By the time the main doors opened and Rita walked in, her eyes zeroing in on him like a predator, he felt confident enough to keep himself from throwing up from anxiety.
"Mister Malfoy," she said, a coldly triumphant smile on her face. "I cannot tell you how delighted your invitation made me. You've certainly set the wizarding world on its head."
"I rather think it was your articles that saw to that," he said, slightly inclining his head towards her in greeting.
At the far end of the classroom, the students noticed her and her photographer coming in and began to whisper amongst each other, craning their heads to get a better look. Hagrid quickly moved to block their view and set them back to work, glancing once over his shoulder to see if Draco was looking at him.
"It's been a few years since we last did business together," she said as she sat down opposite him and opened her bag. "You've changed since then."
"The years have not been kind," he replied. "And I admit, I missed the pleasure of your articles during your sabbatical."

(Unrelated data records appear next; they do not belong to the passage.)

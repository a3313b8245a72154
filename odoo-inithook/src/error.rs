// Fatal error classes for a provisioning run
//
// Every variant ends the run with exit status 1. Non-fatal conditions (add-on
// fetch failures, an absent legacy database, a failed reload) are carried in
// RunReport instead.

use thiserror::Error;

use crate::config_store::ConfigError;
use crate::database::connection::DatabaseError;

#[derive(Debug, Error)]
pub enum ProvisionError {
    /// Bad CLI value or unusable operator answer. Nothing has been changed yet.
    #[error("{0}")]
    Input(String),

    #[error("Unable to load provisioner settings: {0:#}")]
    Settings(anyhow::Error),

    #[error("Prompt failed: {0:#}")]
    Prompt(anyhow::Error),

    #[error(transparent)]
    Database(#[from] DatabaseError),

    #[error(transparent)]
    Config(#[from] ConfigError),

    #[error("Credential synchronization failed: {0:#}")]
    Credential(anyhow::Error),
}

impl ProvisionError {
    pub fn exit_code(&self) -> i32 {
        1
    }
}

Her smile turned a little wary. "Well, we all need a break now and then." She pulled out a quill and parchment, looking a little awkward as she held the feather between her long nails. "Dumbledore's letter insisted that I not use my usual quill, so you'll forgive me if I'm often looking at my notes. Now then, shall we start? Can you confirm for me that the rumors are true that you are a dark wizard?"
"I am."
If anything, her eyes gleamed even more. "And how long have you been a dark wizard?"
He opened his mouth, hesitated, then shook his head. "It's not as if I turned into one overnight. It's like asking how long you've been a light wizard. I grew up dark."
"'Light wizard'?" she asked. "Is that what dark wizards call the rest of society?"
Tempted to give her the same answer he'd given Harry about blood traitors and mudbloods, he ruefully shook his head. "No, I'm afraid that was someone else's term I've picked up."
"Then it's true that others in the school knew what you were before the headmaster's speech?"
That was a loaded question. If he said no, she might trap him later in the lie. If he said yes, that made it sound like there was a conspiracy running the school. So he gave a reply that didn't quite answer her question. "Rumors were certainly flying around the school before he spoke. Enough students were so sure that they attacked me in the dungeons."
"Is this the attack that put several Ravenclaw and Hufflepuff in Hogwart's hospital? I've heard you cast a plague curse as well as summoned hundreds of ravens before nearly killing everyone with lightning."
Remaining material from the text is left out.